He leaves the audience in a sort of state of grim suspension, into which comes actress Julia Sweeney, and in her amazing way she lights up everyone again with a hilarious fragment from her monologue "Letting go of God", about faith and growing up. There is a recording of parts of it on Chicaco Public Radio's website.

Helen Fisher is an anthropologist of relationships and love. She talks of "what is to love?" (when a person starts taking on a special meaning). She scanned the brains of 32 people "in love" (15 of which had been rejected) and came to the conclusion that "romantic love is not an emotion: it is a drive, a craving more powerful than sex drive". She asks "why do we fall in love with one person rather than another?" and answers through proximity, mystery, and the tendency "to gravitate towards people with complementary brain systems". "We are now returning to an ancient form of marriage: one based on equality and symmetry (...) If there were ever a time in human history when we had the opportunity to make good marriages, it's now."

Nat Irvin speaks on a background of loud music, and at times he sounds like a preacher.

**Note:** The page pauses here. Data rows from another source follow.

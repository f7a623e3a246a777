pub mod binary;
pub mod call;
pub mod expr;
pub mod list;
pub mod literal;
pub mod paren;
pub mod rule;
pub mod unary;

pub use binary::Binary;
pub use call::Call;
pub use expr::Expr;
pub use list::{List, Matrix};
pub use literal::{LitNum, LitSym, LitWildcard, WildcardConstraint};
pub use paren::Paren;
pub use rule::RewriteRule;
pub use unary::Unary;
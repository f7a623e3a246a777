//! Rewrite rules.
//!
//! A [`Rule`] is either a pattern with a replacement template (optionally guarded by a predicate
//! over the bindings of a match), or a native function that inspects an expression directly. Native
//! rules cover rewrites that a fixed pattern can't express, such as combining an arbitrary number of
//! like terms in a sum.

use cas_error::Error;
use cas_parser::parser::{ast::rule::RewriteRule, Parser};
use crate::{
    canonicalize,
    expr::{Constraint, Expr},
    pattern::{substitute, try_match, Bindings},
};
use std::{fmt, sync::Arc};

/// A predicate over the bindings of a successful match. The rule only fires if it returns true.
pub type Guard = Arc<dyn Fn(&Bindings) -> bool + Send + Sync>;

/// A function that rewrites an expression, returning [`None`] if it does not apply.
pub type NativeFn = Arc<dyn Fn(&Expr) -> Option<Expr> + Send + Sync>;

/// How a rule rewrites an expression.
#[derive(Clone)]
enum RuleKind {
    Pattern {
        pattern: Expr,
        replacement: Expr,
        guard: Option<Guard>,
    },
    Native(NativeFn),
}

/// A named rewrite rule.
#[derive(Clone)]
pub struct Rule {
    name: Arc<str>,
    kind: RuleKind,
}

impl Rule {
    /// Creates a rule from a pattern and a replacement template. Both are canonicalized.
    pub fn new(pattern: Expr, replacement: Expr) -> Self {
        let pattern = canonicalize(&pattern);
        let replacement = canonicalize(&replacement);
        Self {
            name: format!("{} ~ {}", pattern, replacement).into(),
            kind: RuleKind::Pattern { pattern, replacement, guard: None },
        }
    }

    /// Compiles a rule from source text of the form `pattern ~ replacement`.
    ///
    /// In rule text, every scalar symbol whose name is a single character is a wildcard that
    /// matches anything; `a*c + b*c ~ (a + b)*c` has the wildcards `a`, `b`, and `c`. Longer names
    /// are literal symbols. Explicit wildcards (`?a`, `?#n`, `?$s`) can be used to attach a
    /// constraint.
    ///
    /// The rule is named after its source text.
    pub fn parse(source: &str) -> Result<Self, Error> {
        let ast = Parser::new(source).try_parse_full::<RewriteRule>()?;
        let pattern = symbols_to_wildcards(&Expr::from(ast.pattern));
        let replacement = symbols_to_wildcards(&Expr::from(ast.replacement));
        Ok(Self::new(pattern, replacement).with_name(source.trim()))
    }

    /// Creates a rule from a function that rewrites expressions.
    ///
    /// The function receives canonical expressions. Its result is canonicalized; a result that is
    /// structurally identical to the input is treated as if the rule did not apply.
    pub fn native<F>(name: impl Into<Arc<str>>, f: F) -> Self
    where
        F: Fn(&Expr) -> Option<Expr> + Send + Sync + 'static,
    {
        Self {
            name: name.into(),
            kind: RuleKind::Native(Arc::new(f)),
        }
    }

    /// Attaches a guard to the rule. The rule only fires on matches for which the guard returns
    /// true. Guards have no effect on native rules.
    pub fn with_guard<F>(mut self, guard: F) -> Self
    where
        F: Fn(&Bindings) -> bool + Send + Sync + 'static,
    {
        if let RuleKind::Pattern { guard: slot, .. } = &mut self.kind {
            *slot = Some(Arc::new(guard));
        }
        self
    }

    /// Renames the rule.
    pub fn with_name(mut self, name: impl Into<Arc<str>>) -> Self {
        self.name = name.into();
        self
    }

    /// Returns the name of the rule.
    pub fn name(&self) -> &str {
        &self.name
    }

    /// Returns the name of the rule as a shared string.
    pub(crate) fn shared_name(&self) -> Arc<str> {
        Arc::clone(&self.name)
    }

    /// Returns the pattern and replacement of the rule, or [`None`] for native rules.
    pub fn pattern(&self) -> Option<(&Expr, &Expr)> {
        match &self.kind {
            RuleKind::Pattern { pattern, replacement, .. } => Some((pattern, replacement)),
            RuleKind::Native(_) => None,
        }
    }

    /// Applies the rule at the root of the expression, which should be canonical.
    ///
    /// Returns the canonical result if the rule fired and changed the expression.
    pub fn apply(&self, expr: &Expr) -> Option<Expr> {
        let result = match &self.kind {
            RuleKind::Pattern { pattern, replacement, guard } => {
                let bindings = try_match(expr, pattern)?;
                if let Some(guard) = guard {
                    if !guard(&bindings) {
                        return None;
                    }
                }
                substitute(replacement, &bindings)
            },
            RuleKind::Native(f) => f(expr)?,
        };

        let result = canonicalize(&result);
        (!result.structurally_eq(expr)).then_some(result)
    }
}

impl fmt::Debug for Rule {
    fn fmt(&self, f: &mut fmt::Formatter<'_>) -> fmt::Result {
        let mut debug = f.debug_struct("Rule");
        debug.field("name", &self.name);
        match &self.kind {
            RuleKind::Pattern { pattern, replacement, guard } => {
                debug.field("pattern", &pattern.to_string())
                    .field("replacement", &replacement.to_string())
                    .field("guarded", &guard.is_some());
            },
            RuleKind::Native(_) => {
                debug.field("native", &true);
            },
        }
        debug.finish()
    }
}

impl fmt::Display for Rule {
    fn fmt(&self, f: &mut fmt::Formatter<'_>) -> fmt::Result {
        write!(f, "{}", self.name)
    }
}

/// Replaces every scalar symbol with a one-character name with a wildcard of the same name.
fn symbols_to_wildcards(expr: &Expr) -> Expr {
    match expr {
        Expr::Symbol(sym) if sym.name.chars().count() == 1 && sym.shape.is_scalar() => {
            Expr::wildcard(sym.name.clone(), Constraint::None)
        },
        Expr::Op(op) => {
            let args = op.args().iter().map(symbols_to_wildcards).collect::<Vec<_>>();
            expr.with_args(args)
        },
        _ => expr.clone(),
    }
}

#[cfg(test)]
mod tests {
    use crate::expr::OpKind;
    use pretty_assertions::assert_eq;
    use super::*;

    fn parse(source: &str) -> Expr {
        canonicalize(&source.parse::<Expr>().unwrap())
    }

    #[test]
    fn one_character_symbols_are_wildcards() {
        let rule = Rule::parse("log(exp(a)) ~ a").unwrap();
        let (pattern, replacement) = rule.pattern().unwrap();
        assert_eq!(pattern.to_string(), "log(exp(?a))");
        assert_eq!(replacement.to_string(), "?a");
        assert_eq!(rule.name(), "log(exp(a)) ~ a");
    }

    #[test]
    fn apply_pattern_rule() {
        let rule = Rule::parse("a*c + b*c ~ (a + b)*c").unwrap();
        let result = rule.apply(&parse("x*b + x*c")).unwrap();
        assert_eq!(result, parse("x*(b + c)"));
        assert!(rule.apply(&parse("x + y")).is_none());
    }

    #[test]
    fn guard_blocks_match() {
        let rule = Rule::parse("deriv(a, x) ~ 0")
            .unwrap()
            .with_guard(|bindings| match (bindings.get("a"), bindings.get("x")) {
                (Some(a), Some(x)) => !a.contains(x),
                _ => false,
            });
        assert_eq!(rule.apply(&parse("deriv(3*y, x)")), Some(Expr::number(0.0)));
        assert_eq!(rule.apply(&parse("deriv(3*x, x)")), None);
    }

    #[test]
    fn native_rule() {
        let rule = Rule::native("double", |expr| {
            expr.as_number().map(|n| Expr::number(n * 2.0))
        });
        assert_eq!(rule.apply(&Expr::number(2.0)), Some(Expr::number(4.0)));
        assert_eq!(rule.apply(&Expr::number(0.0)), None);
        assert_eq!(rule.apply(&Expr::symbol("x")), None);
    }

    #[test]
    fn rule_without_effect_does_not_fire() {
        let rule = Rule::parse("a ~ a").unwrap();
        assert!(rule.apply(&parse("x + 1")).is_none());
    }

    #[test]
    fn explicit_wildcards_keep_constraints() {
        let rule = Rule::parse("?#n*x ~ n").unwrap();
        let (pattern, _) = rule.pattern().unwrap();
        assert_eq!(pattern.kind(), Some(&OpKind::Multiply));
        assert_eq!(pattern.args()[0], Expr::wildcard("n", Constraint::Constant));
    }

    #[test]
    fn parse_failure() {
        assert!(Rule::parse("a + ~ b").is_err());
        assert!(Rule::parse("a + b").is_err());
    }
}
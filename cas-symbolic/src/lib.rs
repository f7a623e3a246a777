//! Canonicalization, pattern rewriting, and goal-directed solving of symbolic expressions.
//!
//! This crate is built in layers:
//!
//! - [`expr`]: the immutable [`Expr`] tree, with its [`Shape`] checker, its printer, and
//!   conversion from [`cas_parser`] syntax trees.
//! - [`canonicalize`]: maps every expression onto a normalized tree. Equality and hashing of
//!   [`Expr`] are defined over this form.
//! - [`pattern`]: structural matching of expressions against patterns containing wildcards, and
//!   substitution of bindings into templates.
//! - [`rule`] and [`rewrite`]: rewrite rules, applied either until nothing changes
//!   ([`rewrite_fully`]) or once at every node ([`rewrite_each_node`]).
//! - [`rules`]: the built-in rule libraries.
//! - [`simplify()`] and [`differentiate`]: simplification to a fixpoint.
//! - [`solve`]: a population search over rewrites of a system of equations, directed by goals.
//!
//! ```
//! use cas_symbolic::{rules::algebra, simplify, Expr};
//!
//! let expr = "(x + 0)*1 + log(exp(y))".parse::<Expr>().unwrap();
//! let solution = simplify(&expr, algebra::rules(), 100);
//! assert!(solution.success());
//! assert_eq!(solution.expr.to_string(), "x + y");
//! ```

mod canonical;
pub mod expr;
pub mod pattern;
pub mod rewrite;
pub mod rule;
pub mod rules;
pub mod simplify;
mod solution;
pub mod solve;
pub mod step_collector;

pub use canonical::canonicalize;
pub use expr::{Constraint, Expr, FlatNode, OpKind, Shape};
pub use pattern::{substitute, try_match, Bindings};
pub use rewrite::{rewrite_each_node, rewrite_fully, rewrite_fully_with, RewriteOutcome, Step};
pub use rule::Rule;
pub use simplify::{complexity, differentiate, simplify, simplify_with_steps};
pub use solution::{Solution, Status, Termination};
pub use solve::{solve, Goal, Solver, SolveOptions};
pub use step_collector::StepCollector;
use cas_error::Error as ParseError;

/// Utility enum to package errors that can occur while reading a command.
#[derive(Debug)]
pub enum Error {
    /// An expression or equation in the command failed to parse. The second field is the source
    /// text the error's spans refer to.
    Parse(ParseError, String),

    /// The command itself was malformed.
    Usage(String),
}

impl Error {
    /// Report the error to stderr.
    pub fn report_to_stderr(&self) {
        match self {
            Self::Parse(err, source) => err.report_to_stderr("input", source),
            Self::Usage(msg) => eprintln!("error: {}", msg),
        }
    }
}
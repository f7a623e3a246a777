//! Structs to help parse binary and unary operators.

use crate::{
    parser::{
        error::{Error, kind},
        Associativity,
        Parse,
        Parser,
        Precedence,
    },
    tokenizer::TokenKind,
};
use std::ops::Range;

#[cfg(feature = "serde")]
use serde::{Deserialize, Serialize};

/// The unary operation that is being performed.
#[derive(Debug, Clone, Copy, PartialEq, Eq)]
#[cfg_attr(feature = "serde", derive(Serialize, Deserialize))]
pub enum UnaryOpKind {
    Neg,
}

impl UnaryOpKind {
    /// Returns the precedence of the unary operation.
    pub fn precedence(&self) -> Precedence {
        match self {
            Self::Neg => Precedence::Neg,
        }
    }
}

/// A unary operator that takes one operand.
#[derive(Debug, Clone, PartialEq)]
#[cfg_attr(feature = "serde", derive(Serialize, Deserialize))]
pub struct UnaryOp {
    /// The kind of unary operator.
    pub kind: UnaryOpKind,

    /// The region of the source code that this operator was parsed from.
    pub span: Range<usize>,
}

impl UnaryOp {
    /// Returns the precedence of the unary operator.
    pub fn precedence(&self) -> Precedence {
        self.kind.precedence()
    }
}

impl Parse for UnaryOp {
    fn parse(input: &mut Parser) -> Result<Self, Error> {
        let token = input.next_token()?;
        let kind = match token.kind {
            TokenKind::Sub => Ok(UnaryOpKind::Neg),
            _ => Err(Error::new(vec![token.span.clone()], kind::UnexpectedToken {
                expected: &[TokenKind::Sub],
                found: token.kind,
            })),
        }?;

        Ok(Self {
            kind,
            span: token.span,
        })
    }
}

/// The binary operation that is being performed.
#[derive(Debug, Clone, Copy, PartialEq, Eq)]
#[cfg_attr(feature = "serde", derive(Serialize, Deserialize))]
pub enum BinOpKind {
    Exp,
    Mul,
    Div,
    Add,
    Sub,
    Eq,
}

impl BinOpKind {
    /// Returns the binary operation the given token kind represents, if any.
    pub fn from_token(kind: TokenKind) -> Option<Self> {
        match kind {
            TokenKind::Exp => Some(Self::Exp),
            TokenKind::Mul => Some(Self::Mul),
            TokenKind::Div => Some(Self::Div),
            TokenKind::Add => Some(Self::Add),
            TokenKind::Sub => Some(Self::Sub),
            TokenKind::Eq => Some(Self::Eq),
            _ => None,
        }
    }

    /// Returns the precedence of the binary operation.
    pub fn precedence(&self) -> Precedence {
        match self {
            Self::Exp => Precedence::Exp,
            Self::Mul | Self::Div => Precedence::Factor,
            Self::Add | Self::Sub => Precedence::Term,
            Self::Eq => Precedence::Eq,
        }
    }

    /// Returns the associativity of the binary operation.
    pub fn associativity(&self) -> Associativity {
        match self {
            Self::Exp => Associativity::Right,
            _ => Associativity::Left,
        }
    }
}

/// A binary operator that takes two operands.
#[derive(Debug, Clone, PartialEq)]
#[cfg_attr(feature = "serde", derive(Serialize, Deserialize))]
pub struct BinOp {
    /// The kind of binary operator.
    pub kind: BinOpKind,

    /// The region of the source code that this operator was parsed from.
    pub span: Range<usize>,
}

impl BinOp {
    /// Returns the precedence of the binary operator.
    pub fn precedence(&self) -> Precedence {
        self.kind.precedence()
    }

    /// Returns the associativity of the binary operator.
    pub fn associativity(&self) -> Associativity {
        self.kind.associativity()
    }
}

impl Parse for BinOp {
    fn parse(input: &mut Parser) -> Result<Self, Error> {
        let token = input.next_token()?;
        let kind = BinOpKind::from_token(token.kind)
            .ok_or_else(|| Error::new(vec![token.span.clone()], kind::UnexpectedToken {
                expected: &[
                    TokenKind::Exp,
                    TokenKind::Mul,
                    TokenKind::Div,
                    TokenKind::Add,
                    TokenKind::Sub,
                    TokenKind::Eq,
                ],
                found: token.kind,
            }))?;

        Ok(Self {
            kind,
            span: token.span,
        })
    }
}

He has a great insight: a new social identity is emerging among urban young black people. He calls them "the thrivals": those who are switching from seeing themselves and their families/communities as victims of the forces of history ("survival"), to shaping those same forces ("thrival"). But for the whole speech I keep waiting for examples and more details, and he never produces them. (UPDATE 27 February: Nat has seen this post and sends me an elegant e-mail, saying among other things: "here is what you wished I had shared" (PDF format). Indeed, it's a great article. Thanx Nat.)

The end of the session sees a child go on stage: 11-year-old violinist Sirena Huang. And I'm at loss for words to describe her virtuosity and the magic of her music, so watch out for her first record (she recently made her professional solo debut with the Taiwan Symphony Orchestra).